### Required work
Those lines of the data that hold the word "derive" are to be copied out.

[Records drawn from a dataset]
......
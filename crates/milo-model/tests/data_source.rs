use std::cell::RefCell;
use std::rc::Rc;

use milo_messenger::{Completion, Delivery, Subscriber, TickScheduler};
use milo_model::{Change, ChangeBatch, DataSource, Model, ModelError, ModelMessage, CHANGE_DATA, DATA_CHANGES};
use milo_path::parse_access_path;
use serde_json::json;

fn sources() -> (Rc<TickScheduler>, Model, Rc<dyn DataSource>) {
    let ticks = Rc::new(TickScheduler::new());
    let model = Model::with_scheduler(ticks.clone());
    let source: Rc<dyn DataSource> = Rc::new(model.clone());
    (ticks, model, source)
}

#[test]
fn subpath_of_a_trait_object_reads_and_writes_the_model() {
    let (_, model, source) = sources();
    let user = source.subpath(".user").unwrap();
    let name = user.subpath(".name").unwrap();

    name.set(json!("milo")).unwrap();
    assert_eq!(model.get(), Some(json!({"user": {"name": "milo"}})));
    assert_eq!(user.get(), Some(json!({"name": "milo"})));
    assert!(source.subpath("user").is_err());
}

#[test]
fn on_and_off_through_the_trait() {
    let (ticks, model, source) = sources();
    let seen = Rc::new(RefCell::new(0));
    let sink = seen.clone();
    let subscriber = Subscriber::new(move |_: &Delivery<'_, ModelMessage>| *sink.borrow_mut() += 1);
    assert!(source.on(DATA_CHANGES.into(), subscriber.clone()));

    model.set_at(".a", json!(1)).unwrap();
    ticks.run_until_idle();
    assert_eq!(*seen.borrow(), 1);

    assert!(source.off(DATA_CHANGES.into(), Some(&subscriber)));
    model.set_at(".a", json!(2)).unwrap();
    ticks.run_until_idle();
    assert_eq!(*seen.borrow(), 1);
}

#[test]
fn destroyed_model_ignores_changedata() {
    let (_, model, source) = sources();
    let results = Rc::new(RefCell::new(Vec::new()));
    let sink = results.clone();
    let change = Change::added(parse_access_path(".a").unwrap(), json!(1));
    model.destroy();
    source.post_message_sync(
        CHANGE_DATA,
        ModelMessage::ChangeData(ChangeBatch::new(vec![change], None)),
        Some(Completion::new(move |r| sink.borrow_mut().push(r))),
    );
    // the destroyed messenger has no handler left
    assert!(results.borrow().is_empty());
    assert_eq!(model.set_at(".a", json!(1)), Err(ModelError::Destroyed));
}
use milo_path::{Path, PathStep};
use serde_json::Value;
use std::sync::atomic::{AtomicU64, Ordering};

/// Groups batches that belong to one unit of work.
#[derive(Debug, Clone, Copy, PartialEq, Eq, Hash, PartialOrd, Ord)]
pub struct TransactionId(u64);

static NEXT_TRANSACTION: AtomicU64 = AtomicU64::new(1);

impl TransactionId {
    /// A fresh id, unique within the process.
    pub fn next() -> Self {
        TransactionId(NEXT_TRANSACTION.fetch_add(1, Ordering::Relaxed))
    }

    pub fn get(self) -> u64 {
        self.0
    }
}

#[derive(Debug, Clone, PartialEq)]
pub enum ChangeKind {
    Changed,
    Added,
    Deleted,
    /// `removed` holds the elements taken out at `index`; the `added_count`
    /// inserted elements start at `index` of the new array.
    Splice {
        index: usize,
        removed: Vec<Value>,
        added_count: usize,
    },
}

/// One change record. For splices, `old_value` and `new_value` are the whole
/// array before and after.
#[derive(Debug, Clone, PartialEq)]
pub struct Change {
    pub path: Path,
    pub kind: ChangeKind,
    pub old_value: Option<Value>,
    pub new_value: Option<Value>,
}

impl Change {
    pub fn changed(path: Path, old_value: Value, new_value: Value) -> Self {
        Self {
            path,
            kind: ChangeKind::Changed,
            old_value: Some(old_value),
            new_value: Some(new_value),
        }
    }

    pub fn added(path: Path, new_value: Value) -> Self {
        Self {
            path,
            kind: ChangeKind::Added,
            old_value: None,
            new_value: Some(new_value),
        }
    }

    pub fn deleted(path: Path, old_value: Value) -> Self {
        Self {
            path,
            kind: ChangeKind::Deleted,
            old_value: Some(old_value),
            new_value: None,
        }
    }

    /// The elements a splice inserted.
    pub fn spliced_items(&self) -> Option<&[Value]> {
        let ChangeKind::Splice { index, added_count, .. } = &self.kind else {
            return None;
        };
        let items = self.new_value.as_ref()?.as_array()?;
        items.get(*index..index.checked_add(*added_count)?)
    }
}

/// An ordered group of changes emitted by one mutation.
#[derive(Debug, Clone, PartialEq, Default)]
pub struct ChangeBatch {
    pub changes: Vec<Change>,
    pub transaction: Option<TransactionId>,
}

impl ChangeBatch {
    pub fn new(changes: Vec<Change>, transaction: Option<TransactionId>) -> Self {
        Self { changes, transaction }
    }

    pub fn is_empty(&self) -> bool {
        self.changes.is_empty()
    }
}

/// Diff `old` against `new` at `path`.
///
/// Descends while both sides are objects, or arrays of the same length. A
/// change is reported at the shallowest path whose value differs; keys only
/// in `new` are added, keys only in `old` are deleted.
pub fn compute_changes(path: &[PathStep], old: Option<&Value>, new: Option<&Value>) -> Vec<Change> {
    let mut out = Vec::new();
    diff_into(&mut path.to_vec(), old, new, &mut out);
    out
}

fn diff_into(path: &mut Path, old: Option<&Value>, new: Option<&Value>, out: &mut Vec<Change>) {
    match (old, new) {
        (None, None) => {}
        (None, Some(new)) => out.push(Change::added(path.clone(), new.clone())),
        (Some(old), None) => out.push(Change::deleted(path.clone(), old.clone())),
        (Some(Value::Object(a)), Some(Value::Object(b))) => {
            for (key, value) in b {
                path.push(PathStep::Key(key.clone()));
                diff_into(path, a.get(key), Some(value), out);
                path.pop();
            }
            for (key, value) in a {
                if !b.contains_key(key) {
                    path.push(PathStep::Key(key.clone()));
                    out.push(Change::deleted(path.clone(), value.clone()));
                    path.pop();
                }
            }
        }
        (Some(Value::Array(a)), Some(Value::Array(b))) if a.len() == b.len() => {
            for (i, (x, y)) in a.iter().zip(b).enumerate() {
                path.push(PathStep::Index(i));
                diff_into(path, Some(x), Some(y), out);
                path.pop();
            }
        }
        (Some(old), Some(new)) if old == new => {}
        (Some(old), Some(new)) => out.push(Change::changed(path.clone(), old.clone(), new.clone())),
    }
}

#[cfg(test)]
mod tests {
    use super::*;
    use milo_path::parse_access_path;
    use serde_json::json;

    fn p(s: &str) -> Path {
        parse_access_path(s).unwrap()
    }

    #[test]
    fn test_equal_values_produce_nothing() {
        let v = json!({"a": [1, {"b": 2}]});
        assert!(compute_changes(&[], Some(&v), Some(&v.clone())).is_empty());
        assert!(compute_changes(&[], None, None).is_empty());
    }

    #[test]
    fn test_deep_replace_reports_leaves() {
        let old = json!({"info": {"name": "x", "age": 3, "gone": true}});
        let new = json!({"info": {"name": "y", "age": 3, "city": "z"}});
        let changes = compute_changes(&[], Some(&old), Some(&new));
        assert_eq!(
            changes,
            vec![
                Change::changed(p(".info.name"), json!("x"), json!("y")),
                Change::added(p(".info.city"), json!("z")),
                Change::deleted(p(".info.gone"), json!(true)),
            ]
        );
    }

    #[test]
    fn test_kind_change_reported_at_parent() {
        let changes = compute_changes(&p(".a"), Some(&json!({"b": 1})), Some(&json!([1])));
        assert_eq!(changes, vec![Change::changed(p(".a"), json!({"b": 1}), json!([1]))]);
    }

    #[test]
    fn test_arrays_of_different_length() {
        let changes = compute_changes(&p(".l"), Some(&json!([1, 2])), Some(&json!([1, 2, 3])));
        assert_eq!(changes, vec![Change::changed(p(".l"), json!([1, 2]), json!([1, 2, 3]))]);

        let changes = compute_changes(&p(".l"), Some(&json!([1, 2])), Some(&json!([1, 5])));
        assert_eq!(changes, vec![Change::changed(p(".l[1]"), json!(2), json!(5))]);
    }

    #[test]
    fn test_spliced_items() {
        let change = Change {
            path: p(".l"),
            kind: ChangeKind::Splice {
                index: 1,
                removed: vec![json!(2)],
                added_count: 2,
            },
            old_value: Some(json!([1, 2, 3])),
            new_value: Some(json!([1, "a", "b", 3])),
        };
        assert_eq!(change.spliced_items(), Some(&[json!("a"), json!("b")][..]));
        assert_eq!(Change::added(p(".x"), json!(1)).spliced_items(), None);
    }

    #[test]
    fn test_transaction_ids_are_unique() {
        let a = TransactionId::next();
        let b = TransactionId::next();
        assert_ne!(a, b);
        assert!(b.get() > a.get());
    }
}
......
### Exercise result
#[derive(Debug, Clone, Copy, PartialEq, Eq, Hash, PartialOrd, Ord)]
#[derive(Debug, Clone, PartialEq)]
#[derive(Debug, Clone, PartialEq)]
#[derive(Debug, Clone, PartialEq, Default)]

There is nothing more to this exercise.